Stored data entries

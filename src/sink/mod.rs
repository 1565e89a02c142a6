// src/sink/mod.rs
//
// Output sinks for decoded readings. The pipeline owns exactly one sink and
// injects it into the decoder; sinks never see raw frames.

mod json;
mod memory;
mod mqtt;

pub use json::JsonLinesSink;
pub use memory::MemorySink;
pub use mqtt::{drain_event_loop, MqttConfig, MqttSink};

use crate::error::SinkError;
use crate::types::MotorVoltageReading;

/// Destination for decoded readings.
pub trait ReadingSink {
    /// Hand one reading to the sink. Must not block on a full queue.
    fn publish(&mut self, reading: &MotorVoltageReading) -> Result<(), SinkError>;
}

impl<S: ReadingSink + ?Sized> ReadingSink for Box<S> {
    fn publish(&mut self, reading: &MotorVoltageReading) -> Result<(), SinkError> {
        (**self).publish(reading)
    }
}
// src/error.rs
//
// Operator-visible failures. Per-line decode failures live in the decoder and
// never reach this type.

use thiserror::Error;

/// Fatal errors surfaced to the caller of the pipeline.
#[derive(Debug, Error)]
pub enum MonitorError {
    /// The capture source could not be started or opened.
    #[error("{source_name}: source unavailable: {message}")]
    SourceUnavailable {
        source_name: String,
        message: String,
    },

    /// Invalid configuration file, flag, or value.
    #[error("configuration error: {0}")]
    Config(String),

    /// The blocking pipeline thread panicked or was cancelled.
    #[error("pipeline worker failed: {0}")]
    Worker(String),
}

impl MonitorError {
    pub fn source_unavailable(source_name: &str, message: impl Into<String>) -> Self {
        Self::SourceUnavailable {
            source_name: source_name.to_string(),
            message: message.into(),
        }
    }

    pub fn config(message: impl Into<String>) -> Self {
        Self::Config(message.into())
    }
}

/// Failure to hand a reading to the output sink.
#[derive(Debug, Error)]
pub enum SinkError {
    /// The sink is disconnected or its outstanding-message queue is full.
    #[error("sink unavailable: {0}")]
    Unavailable(String),

    #[error("sink I/O error: {0}")]
    Io(#[from] std::io::Error),

    #[error("failed to encode reading: {0}")]
    Encode(#[from] serde_json::Error),
}

#[cfg(test)]
mod tests {
    use super::*;

    #[test]
    fn test_source_unavailable_display() {
        let err = MonitorError::source_unavailable("command(candump can0)", "No such file");
        assert_eq!(
            err.to_string(),
            "command(candump can0): source unavailable: No such file"
        );
    }

    #[test]
    fn test_sink_error_display() {
        let err = SinkError::Unavailable("queue full".to_string());
        assert_eq!(err.to_string(), "sink unavailable: queue full");
    }
}
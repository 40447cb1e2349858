use crate::database::Database;
use crate::error::AppResult;
use crate::models::{CartProduct, CreateCartProduct};
use uuid::Uuid;

/// 购物车-商品关联数据访问层
///
/// 关联表使用复合主键，没有更新操作，只有建立与解除。
#[derive(Clone)]
pub struct CartProductRepository {
    db: Database,
}

impl CartProductRepository {
    pub fn new(db: Database) -> Self {
        Self { db }
    }

    /// 建立购物车-商品关联（两侧外键约束校验存在性）
    pub async fn create(&self, link: CreateCartProduct) -> AppResult<CartProduct> {
        let created = sqlx::query_as::<_, CartProduct>(
            r#"
            INSERT INTO carts_products (cart_id, product_id)
            VALUES ($1, $2)
            RETURNING cart_id, product_id, created_at, updated_at
            "#,
        )
        .bind(link.cart_id)
        .bind(link.product_id)
        .fetch_one(self.db.pool())
        .await?;

        tracing::info!(
            "建立购物车商品关联: cart={} product={}",
            created.cart_id,
            created.product_id
        );
        Ok(created)
    }

    /// 列出全部关联
    pub async fn list(&self) -> AppResult<Vec<CartProduct>> {
        let links = sqlx::query_as::<_, CartProduct>(
            r#"
            SELECT cart_id, product_id, created_at, updated_at
            FROM carts_products
            ORDER BY created_at DESC
            "#,
        )
        .fetch_all(self.db.pool())
        .await?;

        Ok(links)
    }

    /// 根据复合主键查询关联
    pub async fn find(&self, cart_id: Uuid, product_id: Uuid) -> AppResult<Option<CartProduct>> {
        let link = sqlx::query_as::<_, CartProduct>(
            r#"
            SELECT cart_id, product_id, created_at, updated_at
            FROM carts_products
            WHERE cart_id = $1 AND product_id = $2
            "#,
        )
        .bind(cart_id)
        .bind(product_id)
        .fetch_optional(self.db.pool())
        .await?;

        Ok(link)
    }

    /// 解除关联
    pub async fn delete(&self, cart_id: Uuid, product_id: Uuid) -> AppResult<bool> {
        let result =
            sqlx::query("DELETE FROM carts_products WHERE cart_id = $1 AND product_id = $2")
                .bind(cart_id)
                .bind(product_id)
                .execute(self.db.pool())
                .await?;

        Ok(result.rows_affected() > 0)
    }
}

■ **PROBLEM TO WORK ON**:
Please report all lines in the entries where "such" appears.

■ **ANSWER SECTION**:
        let err = MonitorError::source_unavailable("command(candump can0)", "No such file");
            "command(candump can0): source unavailable: No such file"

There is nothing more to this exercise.